Людвикас повернулся к Отто, подобрался, но все равно остался щуплым, издали он казался пареньком.
— Фашист!
Прокатилось по толпе слово, сказанное со страшной ненавистью, брошенное будто плевок. Это слово почти никто в деревне не слышал, но все как один поняли: так зовут человека, хуже которого и быть не может.
Людвикас стоял словно вкопанный, а к нему медленно приближался Отто Винклер. Вслед за ним, засунув руки в карманы штанов, крался батрак в клетчатой фуражке набекрень.
Казимерас Йотаута все хорошо видел и все понял.
— Это фашист! — что есть мочи прокричал он и стал торопливо пробираться сквозь толпу к шоссе. — Люди, разве позволим пруссаку?..
— Отойди, пруссак! — рявкнул с другой стороны Каролис, и отцу стало легче, он знал, что не один идет на помощь.
Трое подскочили со стороны и встали перед Отто Винклером. Отто неторопливо закатал рукава коричневой рубашки выше локтей, подбоченился, расставил ноги.
— Едут! — взвизгнула женщина.
— Полиция!
— Держитесь, ребята!
По шоссе со стороны Каунаса катил черный автомобиль.
Отто Винклер ликующе осклабился, взял из канавы никелированный велосипед, отвел его в сторонку.
Руки Казимераса Йотауты опустились, он тяжело дышал и, кажется, слышал, как вся толпа глубоко дышит будто одной грудью вместе с ним.
Автомобиль остановился шагах в двадцати перед завалом, из него один за другим выскочили полицейские. Последним появился мужчина в светлом костюме. Рассыпавшись на всю ширину шоссе, они неторопливо приближались к поваленным ольшинам.
Казалось, какой-то страшный колдун обратил толпу в поле камней — никто не шелохнулся, не сказал ни слова, только удушливый жар шел от распаренных тел.

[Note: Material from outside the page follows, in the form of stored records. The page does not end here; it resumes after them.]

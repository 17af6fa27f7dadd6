// error.rs
use advisor_core::StoreError;
use thiserror::Error;
use uuid::Uuid;

/// Errores del dominio de selección y vault.
///
/// Los conflictos de fusión (nombre duplicado, proyecto vacío) no son
/// errores: las operaciones de la selección los resuelven como no-op.
#[derive(Debug, Error, Clone, PartialEq, Eq)]
pub enum DomainError {
    #[error("vault document {0} not found")]
    DocumentNotFound(Uuid),
    #[error("vault project {0} not found")]
    ProjectNotFound(Uuid),
    #[error("vault lookup failed: {0}")]
    Vault(#[from] StoreError),
}
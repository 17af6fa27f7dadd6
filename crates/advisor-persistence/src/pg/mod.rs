//! Implementaciones Postgres (sqlx) de los contratos del core y del vault.
//!
//! - `PgRunStore`: runs y asociaciones. Las transiciones son `UPDATE ...
//!   WHERE status = $from`, así que el compare-and-swap lo resuelve la base de
//!   datos aunque varios procesos atiendan el mismo run.
//! - `PgVault`: documentos y proyectos del vault; también guarda uploads.
//! - Manejo básico de errores transitorios: reintento con backoff corto.

mod runs;
mod vault;

use std::future::Future;
use std::time::Duration;

use log::warn;
use sqlx::postgres::PgPoolOptions;

use crate::config::DbConfig;
use crate::error::PersistenceError;
use crate::migrations::run_pending_migrations;

pub use runs::PgRunStore;
pub use vault::PgVault;

/// Pool de conexiones Postgres.
pub type PgPool = sqlx::PgPool;

const MAX_RETRIES: u32 = 3;

/// Retry simple con backoff lineal (15ms, 30ms, 45ms) para errores
/// transitorios. No altera la semántica de la operación: sólo repite `f`.
pub(crate) async fn with_retry<F, Fut, T>(op: &str, mut f: F) -> Result<T, PersistenceError>
    where F: FnMut() -> Fut,
          Fut: Future<Output = Result<T, PersistenceError>>
{
    let mut attempts = 0;
    loop {
        match f().await {
            Err(e) if e.is_retryable() && attempts < MAX_RETRIES => {
                let delay_ms = 15 * u64::from(attempts + 1);
                warn!("{op}: retryable error (attempt {}): {e} -> sleeping {delay_ms}ms", attempts + 1);
                tokio::time::sleep(Duration::from_millis(delay_ms)).await;
                attempts += 1;
            }
            r => return r,
        }
    }
}

/// Construye el pool y aplica las migraciones pendientes.
pub async fn build_pool(database_url: &str, min_size: u32, max_size: u32) -> Result<PgPool, PersistenceError> {
    let max_size = max_size.max(1);
    let min_size = min_size.max(1).min(max_size);
    let pool = PgPoolOptions::new().min_connections(min_size)
                                   .max_connections(max_size)
                                   .acquire_timeout(Duration::from_secs(5))
                                   .connect(database_url)
                                   .await
                                   .map_err(|e| PersistenceError::TransientIo(format!("pool build: {e}")))?;
    run_pending_migrations(&pool).await?;
    Ok(pool)
}

/// Carga `.env`, lee la configuración y construye un pool ya migrado.
pub async fn build_pool_from_env() -> Result<PgPool, PersistenceError> {
    let cfg = DbConfig::from_env()?;
    build_pool(&cfg.url, cfg.min_connections, cfg.max_connections).await
}
// session.rs
use std::sync::Arc;

use advisor_core::{SelectionPayload, UploadedFile};
use log::warn;
use uuid::Uuid;

use crate::notify::{Notice, Notifier};
use crate::selection::{DocumentSelection, ImportSummary, RefreshSummary};
use crate::vault::VaultDirectory;
use crate::DomainError;

/// Selección en curso acoplada al canal de notificaciones del usuario.
///
/// Los fallos de E/S del vault se convierten en un aviso de error y dejan la
/// selección sin cambios; las operaciones exitosas emiten un aviso
/// informativo.
pub struct SelectionSession {
    selection: DocumentSelection,
    notifier: Arc<dyn Notifier>,
}

impl SelectionSession {
    pub fn new(notifier: Arc<dyn Notifier>) -> Self {
        Self { selection: DocumentSelection::new(),
               notifier }
    }

    pub fn selection(&self) -> &DocumentSelection {
        &self.selection
    }

    pub fn selection_mut(&mut self) -> &mut DocumentSelection {
        &mut self.selection
    }

    pub fn upload(&mut self, files: Vec<UploadedFile>) -> usize {
        let offered = files.len();
        let added = self.selection.add_uploaded_files(files);
        if added > 0 {
            self.notifier.notify(Notice::info(format!("Added {added} file(s)")));
        }
        if added < offered {
            self.notifier
                .notify(Notice::info(format!("Skipped {} file(s) already selected", offered - added)));
        }
        added
    }

    pub async fn import(&mut self, vault: &dyn VaultDirectory, ids: &[Uuid]) -> Result<ImportSummary, DomainError> {
        match self.selection.import_vault_selection(vault, ids).await {
            Ok(summary) => {
                self.notifier
                    .notify(Notice::info(format!("Imported {} document(s) from the vault", summary.added())));
                Ok(summary)
            }
            Err(e) => {
                warn!("selection:import failed ids={} err={e}", ids.len());
                self.notifier.notify(Notice::error(format!("Could not import documents: {e}")));
                Err(e)
            }
        }
    }

    pub async fn refresh(&mut self, vault: &dyn VaultDirectory) -> Result<RefreshSummary, DomainError> {
        match self.selection.refresh_from_vault(vault).await {
            Ok(summary) => {
                if summary.regrouped + summary.missing + summary.dropped > 0 {
                    self.notifier.notify(Notice::info(format!("Documents refreshed: {} regrouped, {} no longer in the vault, {} dropped as duplicates",
                                                              summary.regrouped, summary.missing, summary.dropped)));
                }
                Ok(summary)
            }
            Err(e) => {
                warn!("selection:refresh failed err={e}");
                self.notifier.notify(Notice::error(format!("Could not refresh documents: {e}")));
                Err(e)
            }
        }
    }

    pub fn payload(&self) -> SelectionPayload {
        self.selection.to_payload()
    }

    pub fn into_selection(self) -> DocumentSelection {
        self.selection
    }
}
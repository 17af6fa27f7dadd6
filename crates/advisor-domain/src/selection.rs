// selection.rs
//! Agregador de documentos seleccionados para un run pendiente.
//!
//! `DocumentSelection` es la única fuente de verdad sobre qué documentos se
//! enviarán con el run. Mezcla tres orígenes (uploads directos, documentos
//! del vault sueltos y documentos del vault agrupados por proyecto) y
//! mantiene estos invariantes:
//!
//! * no hay dos `FileItem` con el mismo nombre ni dos `ProjectItem` con el
//!   mismo id;
//! * un documento que pertenece a un proyecto aparece una sola vez, dentro de
//!   su `ProjectItem`, nunca además como `FileItem` suelto;
//! * un `ProjectItem` nunca queda sin miembros.
//!
//! Los duplicados se resuelven como no-op; las únicas operaciones que pueden
//! fallar son las que consultan el vault, y fallan sin modificar nada.
use std::collections::HashMap;

use advisor_core::{DocumentKind, DocumentSource, ProjectRef, SelectionPayload, SubmittedDocument, UploadedFile};
use indexmap::IndexMap;
use log::debug;
use uuid::Uuid;

use crate::vault::{VaultDirectory, VaultDocument, VaultProject};
use crate::DomainError;

/// Origen del contenido de un `FileItem`.
#[derive(Debug, Clone, PartialEq, Eq)]
pub enum FileSource {
    /// Archivo recién subido; aún no existe en el vault.
    Upload(UploadedFile),
    /// Documento existente del vault.
    Vault(Uuid),
}

#[derive(Debug, Clone, PartialEq, Eq)]
pub struct FileItem {
    pub id: Uuid,
    pub name: String,
    pub source: FileSource,
}

impl FileItem {
    pub fn vault_document_id(&self) -> Option<Uuid> {
        match self.source {
            FileSource::Vault(id) => Some(id),
            FileSource::Upload(_) => None,
        }
    }
}

/// Carpeta de proyecto con los miembros actualmente seleccionados
/// (nombre -> id de documento, en orden de inserción).
#[derive(Debug, Clone, PartialEq, Eq)]
pub struct ProjectItem {
    pub id: Uuid,
    pub name: String,
    members: IndexMap<String, Uuid>,
}

impl ProjectItem {
    fn new(project: &VaultProject) -> Self {
        Self { id: project.id,
               name: project.name.clone(),
               members: IndexMap::new() }
    }

    pub fn member_file_names(&self) -> impl Iterator<Item = &str> {
        self.members.keys().map(String::as_str)
    }

    pub fn members(&self) -> impl Iterator<Item = (&str, Uuid)> {
        self.members.iter().map(|(name, id)| (name.as_str(), *id))
    }

    pub fn contains_document(&self, document_id: Uuid) -> bool {
        self.members.values().any(|id| *id == document_id)
    }

    pub fn len(&self) -> usize {
        self.members.len()
    }

    pub fn is_empty(&self) -> bool {
        self.members.is_empty()
    }
}

#[derive(Debug, Clone, PartialEq, Eq)]
pub enum SelectedItem {
    File(FileItem),
    Project(ProjectItem),
}

impl SelectedItem {
    pub fn id(&self) -> Uuid {
        match self {
            SelectedItem::File(f) => f.id,
            SelectedItem::Project(p) => p.id,
        }
    }

    pub fn name(&self) -> &str {
        match self {
            SelectedItem::File(f) => &f.name,
            SelectedItem::Project(p) => &p.name,
        }
    }

    pub fn kind(&self) -> DocumentKind {
        match self {
            SelectedItem::File(_) => DocumentKind::File,
            SelectedItem::Project(_) => DocumentKind::Project,
        }
    }

    pub fn as_project(&self) -> Option<&ProjectItem> {
        match self {
            SelectedItem::Project(p) => Some(p),
            SelectedItem::File(_) => None,
        }
    }
}

/// Resultado de una importación desde el vault.
#[derive(Debug, Clone, Copy, Default, PartialEq, Eq)]
pub struct ImportSummary {
    pub files_added: usize,
    pub members_added: usize,
    pub projects_created: usize,
    /// Documentos ya presentes (o con nombre ya usado) que se ignoraron.
    pub duplicates: usize,
    /// `FileItem` sueltos absorbidos por el proyecto al que pertenecen.
    pub absorbed: usize,
}

impl ImportSummary {
    pub fn added(&self) -> usize {
        self.files_added + self.members_added
    }
}

/// Resultado de `refresh_from_vault`.
#[derive(Debug, Clone, Copy, Default, PartialEq, Eq)]
pub struct RefreshSummary {
    /// Documentos cuyo proyecto cambió desde que se importaron.
    pub regrouped: usize,
    /// Documentos que ya no existen en el vault y se quitaron.
    pub missing: usize,
    /// Documentos que al reagruparse chocaron con otro elemento de la
    /// selección (mismo nombre) y se quitaron.
    pub dropped: usize,
}

#[derive(Debug, Clone, Default, PartialEq, Eq)]
pub struct DocumentSelection {
    items: IndexMap<Uuid, SelectedItem>,
}

impl DocumentSelection {
    pub fn new() -> Self {
        Self::default()
    }

    pub fn items(&self) -> impl Iterator<Item = &SelectedItem> {
        self.items.values()
    }

    pub fn len(&self) -> usize {
        self.items.len()
    }

    pub fn is_empty(&self) -> bool {
        self.items.is_empty()
    }

    pub fn find(&self, id: Uuid) -> Option<&SelectedItem> {
        self.items.get(&id)
    }

    pub fn clear(&mut self) {
        self.items.clear();
    }

    /// Agrega un `FileItem` por archivo. Un nombre ya seleccionado se ignora
    /// (gana la primera selección). Devuelve cuántos se agregaron.
    pub fn add_uploaded_files<I>(&mut self, files: I) -> usize
        where I: IntoIterator<Item = UploadedFile>
    {
        let mut added = 0;
        for file in files {
            if self.file_named(&file.name).is_some() {
                debug!("selection:skip duplicate upload name={}", file.name);
                continue;
            }
            let item = FileItem { id: Uuid::new_v4(),
                                  name: file.name.clone(),
                                  source: FileSource::Upload(file) };
            self.items.insert(item.id, SelectedItem::File(item));
            added += 1;
        }
        added
    }

    /// Importa documentos del vault por id.
    ///
    /// Primero se resuelven todos los ids (documento y proyecto padre); si
    /// alguna consulta falla o un id no existe, se devuelve el error y la
    /// selección queda intacta. Después la fusión es puramente local.
    pub async fn import_vault_selection(&mut self,
                                        vault: &dyn VaultDirectory,
                                        ids: &[Uuid])
                                        -> Result<ImportSummary, DomainError> {
        let resolved = resolve(vault, ids).await?;
        let mut summary = ImportSummary::default();
        for (doc, project) in &resolved {
            self.merge_vault_document(doc, project.as_ref(), &mut summary);
        }
        debug!("selection:import ids={} added={} duplicates={}",
               ids.len(),
               summary.added(),
               summary.duplicates);
        Ok(summary)
    }

    /// Quita un `FileItem` o un `ProjectItem` completo.
    pub fn remove_item(&mut self, id: Uuid) -> bool {
        self.items.shift_remove(&id).is_some()
    }

    /// Quita un miembro de un proyecto. Si era el último, el proyecto
    /// desaparece de la selección.
    pub fn remove_project_member(&mut self, project_id: Uuid, member_name: &str) -> bool {
        let Some(SelectedItem::Project(project)) = self.items.get_mut(&project_id) else {
            return false;
        };
        if project.members.shift_remove(member_name).is_none() {
            return false;
        }
        if project.members.is_empty() {
            self.items.shift_remove(&project_id);
        }
        true
    }

    /// Payload normalizado: una entrada por documento, los miembros de
    /// proyecto etiquetados con su proyecto de origen.
    pub fn to_payload(&self) -> SelectionPayload {
        let mut documents = Vec::new();
        for item in self.items.values() {
            match item {
                SelectedItem::File(file) => {
                    let source = match &file.source {
                        FileSource::Upload(upload) => DocumentSource::Upload(upload.clone()),
                        FileSource::Vault(id) => DocumentSource::Vault(*id),
                    };
                    documents.push(SubmittedDocument { source,
                                                       name: file.name.clone(),
                                                       project: None });
                }
                SelectedItem::Project(project) => {
                    let origin = ProjectRef { id: project.id,
                                              name: project.name.clone() };
                    for (name, doc_id) in project.members() {
                        documents.push(SubmittedDocument { source: DocumentSource::Vault(doc_id),
                                                           name: name.to_string(),
                                                           project: Some(origin.clone()) });
                    }
                }
            }
        }
        SelectionPayload::new(documents)
    }

    /// Vuelve a resolver contra el vault todos los documentos que vienen de
    /// él, reagrupándolos según la pertenencia actual a proyectos. Los
    /// uploads no se tocan y el orden relativo se conserva. Todo o nada.
    pub async fn refresh_from_vault(&mut self, vault: &dyn VaultDirectory) -> Result<RefreshSummary, DomainError> {
        // (id documento, proyecto en el que estaba seleccionado)
        let mut previous: Vec<(Uuid, Option<Uuid>)> = Vec::new();
        for item in self.items.values() {
            match item {
                SelectedItem::File(file) => {
                    if let Some(id) = file.vault_document_id() {
                        previous.push((id, None));
                    }
                }
                SelectedItem::Project(project) => {
                    previous.extend(project.members.values().map(|id| (*id, Some(project.id))));
                }
            }
        }

        let mut current: HashMap<Uuid, (VaultDocument, Option<VaultProject>)> = HashMap::new();
        for (doc_id, _) in &previous {
            let Some(doc) = vault.get_document(*doc_id).await? else {
                continue;
            };
            let project = vault.project_for_document(*doc_id).await?;
            current.insert(*doc_id, (doc, project));
        }

        let mut summary = RefreshSummary::default();
        let mut rebuilt = DocumentSelection::new();
        let mut scratch = ImportSummary::default();
        for item in self.items.values() {
            let vault_ids: Vec<(Uuid, Option<Uuid>)> = match item {
                SelectedItem::File(file) => match &file.source {
                    FileSource::Upload(_) => {
                        rebuilt.items.insert(file.id, item.clone());
                        continue;
                    }
                    FileSource::Vault(id) => vec![(*id, None)],
                },
                SelectedItem::Project(project) => project.members.values().map(|id| (*id, Some(project.id))).collect(),
            };
            for (doc_id, was_in) in vault_ids {
                match current.get(&doc_id) {
                    Some((doc, project)) => {
                        if project.as_ref().map(|p| p.id) != was_in {
                            summary.regrouped += 1;
                        }
                        rebuilt.merge_vault_document(doc, project.as_ref(), &mut scratch);
                    }
                    None => summary.missing += 1,
                }
            }
        }
        summary.dropped = scratch.duplicates;
        self.items = rebuilt.items;
        debug!("selection:refresh regrouped={} missing={} dropped={}",
               summary.regrouped,
               summary.missing,
               summary.dropped);
        Ok(summary)
    }

    fn file_named(&self, name: &str) -> Option<&FileItem> {
        self.items.values().find_map(|item| match item {
                               SelectedItem::File(f) if f.name == name => Some(f),
                               _ => None,
                           })
    }

    fn holds_document(&self, document_id: Uuid) -> bool {
        self.items.values().any(|item| match item {
                               SelectedItem::File(f) => f.vault_document_id() == Some(document_id),
                               SelectedItem::Project(p) => p.contains_document(document_id),
                           })
    }

    fn merge_vault_document(&mut self, doc: &VaultDocument, project: Option<&VaultProject>, summary: &mut ImportSummary) {
        match project {
            None => {
                if self.holds_document(doc.id) || self.file_named(&doc.name).is_some() {
                    summary.duplicates += 1;
                    return;
                }
                let item = FileItem { id: doc.id,
                                      name: doc.name.clone(),
                                      source: FileSource::Vault(doc.id) };
                self.items.insert(item.id, SelectedItem::File(item));
                summary.files_added += 1;
            }
            Some(project) => {
                // Un FileItem suelto del mismo documento pasa a vivir dentro
                // de su proyecto.
                let loose = self.items
                                .values()
                                .find_map(|item| match item {
                                    SelectedItem::File(f) if f.vault_document_id() == Some(doc.id) => Some(f.id),
                                    _ => None,
                                });
                let already_member = self.items
                                         .values()
                                         .filter_map(SelectedItem::as_project)
                                         .any(|p| p.contains_document(doc.id) || (p.id == project.id && p.members.contains_key(&doc.name)));
                if already_member {
                    summary.duplicates += 1;
                    return;
                }
                if let Some(loose_id) = loose {
                    self.items.shift_remove(&loose_id);
                    summary.absorbed += 1;
                }
                let entry = self.items
                                .entry(project.id)
                                .or_insert_with(|| SelectedItem::Project(ProjectItem::new(project)));
                if let SelectedItem::Project(item) = entry {
                    if item.members.is_empty() {
                        summary.projects_created += 1;
                    }
                    item.members.insert(doc.name.clone(), doc.id);
                    summary.members_added += 1;
                }
            }
        }
    }
}

async fn resolve(vault: &dyn VaultDirectory, ids: &[Uuid]) -> Result<Vec<(VaultDocument, Option<VaultProject>)>, DomainError> {
    let mut resolved = Vec::with_capacity(ids.len());
    for id in ids {
        let doc = vault.get_document(*id).await?.ok_or(DomainError::DocumentNotFound(*id))?;
        let project = vault.project_for_document(*id).await?;
        resolved.push((doc, project));
    }
    Ok(resolved)
}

Полицейские остановились, сжимая в руках резиновые дубинки. Вперед вышел один из них, по-видимому старшой, стал медленно стягивать с правой руки белую перчатку. Его губы подрагивали, он не находил слов.
— Ну! — наконец разинул рот, рывком положив голую руку на кобуру пистолета, пристегнутую к желтому ремню.
— Господи, что теперь будет-то! — застонала женщина в толпе.
Снова воцарилась тишина.
— Ну! — повторил старший полицейский и спросил сквозь зубы: — Что сие означает, хотел бы я знать?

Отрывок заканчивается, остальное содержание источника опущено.